Gamache asks the abbot, “Who could have done this, mon père?” And the abbot replies, “I don’t know. I should know, but I don’t.” If the leader of the community is so in the dark, cannot see the wolf in his fold, how will two policemen succeed when they have little to work with except their own observations and hearts? (I refer you again to my quote from Matthew10:36).

Eventually, in Chapter Sixteen, Gamache stands in the garden, the scene of the murder, 24 hours after it has occurred. He stands there with the abbot and he imagines himself in the mind of the killer, and he also wonders if Mathieu had sensed he would be murdered. It had taken him a little time to die, a time when he crawled away from the abbey, towards the dark, away from the light. Animal instinct? Or was Mathieu making some kind of statement?

And then comes Chapter Seventeen and a game changer: the arrival of Sylvain Francoeur, the Chief Superintendent of the Sûreté du Québec, dropping from the sky not on wings but via a plane. The dynamics change. And our chapter ends with Gamache thinking about Saint Gilbert, praying to him. And asking himself, “if it was ever right to kill one for the sake of many?” Is he referring to the murder at the monastery, or to something relating to his superior?

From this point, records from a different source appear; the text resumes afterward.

//! Core message record types shared by the parser, store, and query layers.
//!
//! A [`MessageRecord`] is the unit of persisted data: one classified message
//! block from one export file. Records are immutable once stored; the query
//! layer only ever reads them back.
//!
//! # Example
//!
//! ```rust
//! use watilog::record::{DeliveryStatus, MessageRecord};
//!
//! let record = MessageRecord::new(
//!     "77011234567-42.txt",
//!     "Aigerim",
//!     "Hello, I need the invoice",
//!     "2025-01-15 10:30:00",
//!     DeliveryStatus::Received,
//! );
//!
//! assert!(record.is_human());
//! let json = serde_json::to_string(&record)?;
//! assert!(json.contains("\"status\":\"received\""));
//! # Ok::<(), serde_json::Error>(())
//! ```

use std::fmt;
use std::str::FromStr;

use rusqlite::types::{FromSql, FromSqlError, FromSqlResult, ToSql, ToSqlOutput, ValueRef};
use serde::{Deserialize, Serialize};

/// Coarse classification of a message block, computed once at parse time.
///
/// The classification is stored in the `status` column and never re-derived
/// from sender text at display time, so ingestion and presentation can't
/// drift apart.
#[derive(Debug, Clone, Copy, PartialEq, Eq, Hash, Serialize, Deserialize)]
#[serde(rename_all = "lowercase")]
pub enum DeliveryStatus {
    /// An automated template message pushed by the business.
    Sent,
    /// A message from an identified human sender.
    Received,
    /// An unclassified block (no template prefix, no name separator).
    System,
}

impl DeliveryStatus {
    /// Returns the lowercase wire/storage name of this status.
    #[must_use]
    pub fn as_str(&self) -> &'static str {
        match self {
            Self::Sent => "sent",
            Self::Received => "received",
            Self::System => "system",
        }
    }

    /// Returns all valid status names (useful for error messages).
    #[must_use]
    pub fn all_names() -> Vec<&'static str> {
        vec!["sent", "received", "system"]
    }
}

impl fmt::Display for DeliveryStatus {
    fn fmt(&self, f: &mut fmt::Formatter<'_>) -> fmt::Result {
        write!(f, "{}", self.as_str())
    }
}

impl FromStr for DeliveryStatus {
    type Err = String;

    fn from_str(s: &str) -> Result<Self, Self::Err> {
        match s.to_lowercase().as_str() {
            "sent" => Ok(Self::Sent),
            "received" => Ok(Self::Received),
            "system" => Ok(Self::System),
            _ => Err(format!(
                "Unknown status: '{}'. Valid statuses: {}",
                s,
                Self::all_names().join(", ")
            )),
        }
    }
}

// Stored as its lowercase name in the `status` TEXT column.
impl ToSql for DeliveryStatus {
    fn to_sql(&self) -> rusqlite::Result<ToSqlOutput<'_>> {
        Ok(ToSqlOutput::from(self.as_str()))
    }
}

impl FromSql for DeliveryStatus {
    fn column_result(value: ValueRef<'_>) -> FromSqlResult<Self> {
        value
            .as_str()?
            .parse()
            .map_err(|e: String| FromSqlError::Other(e.into()))
    }
}

/// One classified message block from one export file.
///
/// # Fields
///
/// | Field       | Description                                              |
/// |-------------|----------------------------------------------------------|
/// | `source_id` | Name of the originating export file (conversation key)   |
/// | `sender`    | Template tag, human display name, or system tag          |
/// | `body`      | Message text, possibly multi-line                        |
/// | `timestamp` | `YYYY-MM-DD HH:MM:SS` when parseable, else raw verbatim  |
/// | `status`    | [`DeliveryStatus`] computed at parse time                |
///
/// Timestamps are kept as text: normalized values compare correctly as
/// strings, and unparseable raw values are preserved instead of invented.
#[derive(Debug, Clone, PartialEq, Eq, Serialize, Deserialize)]
pub struct MessageRecord {
    /// Identifier of the originating export file.
    pub source_id: String,
    /// Classified sender label.
    pub sender: String,
    /// Message text.
    pub body: String,
    /// Normalized or raw timestamp.
    pub timestamp: String,
    /// Delivery/classification tag.
    pub status: DeliveryStatus,
}

impl MessageRecord {
    /// Creates a new message record.
    pub fn new(
        source_id: impl Into<String>,
        sender: impl Into<String>,
        body: impl Into<String>,
        timestamp: impl Into<String>,
        status: DeliveryStatus,
    ) -> Self {
        Self {
            source_id: source_id.into(),
            sender: sender.into(),
            body: body.into(),
            timestamp: timestamp.into(),
            status,
        }
    }

    // ========================================================================
    // Utility methods
    // ========================================================================

    /// Returns `true` if this record came from an identified human sender.
    #[must_use]
    pub fn is_human(&self) -> bool {
        self.status == DeliveryStatus::Received
    }

    /// Returns `true` if this record is an automated template message.
    #[must_use]
    pub fn is_template(&self) -> bool {
        self.status == DeliveryStatus::Sent
    }
}

#[cfg(test)]
mod tests {
    use super::*;

    #[test]
    fn new_sets_all_fields() {
        let record = MessageRecord::new(
            "a.txt",
            "Bot",
            "hi",
            "2025-01-01 00:00:00",
            DeliveryStatus::System,
        );
        assert_eq!(record.source_id, "a.txt");
        assert_eq!(record.sender, "Bot");
        assert_eq!(record.body, "hi");
        assert_eq!(record.timestamp, "2025-01-01 00:00:00");
        assert_eq!(record.status, DeliveryStatus::System);
    }

    #[test]
    fn is_human_only_for_received() {
        let mut record =
            MessageRecord::new("a.txt", "Dana", "hello", "x", DeliveryStatus::Received);
        assert!(record.is_human());
        assert!(!record.is_template());

        record.status = DeliveryStatus::Sent;
        assert!(!record.is_human());
        assert!(record.is_template());

        record.status = DeliveryStatus::System;
        assert!(!record.is_human());
        assert!(!record.is_template());
    }

    #[test]
    fn status_serializes_lowercase() {
        let json = serde_json::to_string(&DeliveryStatus::Received).unwrap();
        assert_eq!(json, "\"received\"");
        let json = serde_json::to_string(&DeliveryStatus::Sent).unwrap();
        assert_eq!(json, "\"sent\"");
    }

    #[test]
    fn status_deserializes_from_lowercase() {
        let status: DeliveryStatus = serde_json::from_str("\"system\"").unwrap();
        assert_eq!(status, DeliveryStatus::System);
    }

    #[test]
    fn status_display_matches_as_str() {
        for status in [
            DeliveryStatus::Sent,
            DeliveryStatus::Received,
            DeliveryStatus::System,
        ] {
            assert_eq!(status.to_string(), status.as_str());
        }
    }

    #[test]
    fn status_from_str_is_case_insensitive() {
        assert_eq!(
            "RECEIVED".parse::<DeliveryStatus>().unwrap(),
            DeliveryStatus::Received
        );
        assert_eq!(
            "Sent".parse::<DeliveryStatus>().unwrap(),
            DeliveryStatus::Sent
        );
    }

    #[test]
    fn status_from_str_rejects_unknown_with_valid_list() {
        let err = "delivered".parse::<DeliveryStatus>().unwrap_err();
        assert!(err.contains("delivered"));
        assert!(err.contains("sent"));
        assert!(err.contains("received"));
        assert!(err.contains("system"));
    }

    #[test]
    fn status_round_trips_through_sqlite() {
        let conn = rusqlite::Connection::open_in_memory().unwrap();
        conn.execute_batch("CREATE TABLE t (status TEXT NOT NULL)")
            .unwrap();
        conn.execute(
            "INSERT INTO t (status) VALUES (?1)",
            rusqlite::params![DeliveryStatus::Received],
        )
        .unwrap();
        let status: DeliveryStatus = conn
            .query_row("SELECT status FROM t", [], |row| row.get(0))
            .unwrap();
        assert_eq!(status, DeliveryStatus::Received);
    }

    #[test]
    fn record_serde_round_trip() {
        let record = MessageRecord::new(
            "87071112233-9.txt",
            "Template",
            "Your order {{1}} is ready",
            "2025-03-02 09:15:00",
            DeliveryStatus::Sent,
        );
        let json = serde_json::to_string(&record).unwrap();
        let back: MessageRecord = serde_json::from_str(&json).unwrap();
        assert_eq!(back, record);
    }
}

In Chapter One we saw how the relationship between Gamache’s daughter Annie and his second, Jean-Guy, had developed. As we move along they are now apart, communicating by text, their own closed circle broken. This is a major thread to follow as the story unfolds. What signals are there to this point about how it will go for them?

Introduction to Part 2: I had some opportunity while in Santa Fe pursuing opera this week to read some of the comments posted on The Beautiful Mystery, Part 1. To address one, Louise has signed each year at The Poisoned Pen since arriving in 2009 with A Rule against Murder.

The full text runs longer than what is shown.